Many of the cited works pay attention to the comparison between XRD crystallite size and sizes obtained via different techniques, among which the one with the best correspondence must be that of measurements via HRTEM. This technique allows a direct measurement of the number of layers that determine the size of a crystallite of the studied mineral, and with increased number of measured crystallites it has better reliability with respect to the obtained statistic value.

The use of FWHM values of 00l lines, particularly in the case of illite, has been enormous because of its abundance in the lithosphere, and this started, as mentioned above, in its initial use in oil research.
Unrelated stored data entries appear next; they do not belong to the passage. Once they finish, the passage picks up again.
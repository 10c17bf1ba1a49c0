// SPDX-FileCopyrightText: 2026 Sentryphish Contributors
// SPDX-License-Identifier: MIT OR Apache-2.0

//! Wire types for the DeepSeek chat-completion API.

use serde::{Deserialize, Serialize};

/// Request body for `POST /v1/chat/completions`.
#[derive(Debug, Clone, Serialize)]
pub struct ChatRequest {
    /// Model identifier, e.g. "deepseek-chat".
    pub model: String,
    /// Conversation messages (system prompt + user content).
    pub messages: Vec<ChatMessage>,
    /// Maximum tokens to generate.
    pub max_tokens: u32,
    /// Sampling temperature.
    pub temperature: f64,
}

/// A single chat message.
#[derive(Debug, Clone, Serialize, Deserialize)]
pub struct ChatMessage {
    /// "system", "user", or "assistant".
    pub role: String,
    /// Message text.
    pub content: String,
}

/// Response body for a chat completion.
#[derive(Debug, Clone, Deserialize)]
pub struct ChatResponse {
    /// Completion choices; the first carries the reply.
    pub choices: Vec<ChatChoice>,
}

/// A single completion choice.
#[derive(Debug, Clone, Deserialize)]
pub struct ChatChoice {
    /// The assistant's reply message.
    pub message: ChatMessage,
}

/// The structured verdict the model is prompted to embed in its reply.
#[derive(Debug, Clone, Deserialize)]
#[serde(rename_all = "camelCase")]
pub struct ReplyVerdict {
    /// Whether the analyzed content is phishing.
    pub is_phishing: bool,
    /// Model confidence in [0, 1]. Missing treated as 0.5.
    #[serde(default = "default_confidence")]
    pub confidence: f64,
    /// Short explanation of the verdict.
    #[serde(default)]
    pub explanation: Option<String>,
    /// Words the model flagged as suspicious.
    #[serde(default)]
    pub suspicious_words: Vec<String>,
    /// URLs the model flagged as suspicious.
    #[serde(default)]
    pub suspicious_urls: Vec<String>,
}

fn default_confidence() -> f64 {
    0.5
}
Soil science and weathering studies are possible fields for growth in terms of the use of these parameters, and of other XRD microstructural characteristics.

Some examples have been cited concerning the use of crystallite size distributions related to growth mechanisms, which can be applied to research of synthesis experiments as well as to mechanical and thermal evolution of the microstructure of raw materials and products in industrial processing.

Improvements of properties linked to greater adsorption, to increased ability to transport active agents or to more dispersion thereof can be associated with variations in average crystallite size or with crystallite size distribution of platelets, or related shapes, or tubular-shaped submicronic particles typical of different sheet silicates and clay minerals used as fillers or in formulated composites. Thus, increases in XRD microstructural research of sheet silicates and clay minerals can be expected in these fields of applications.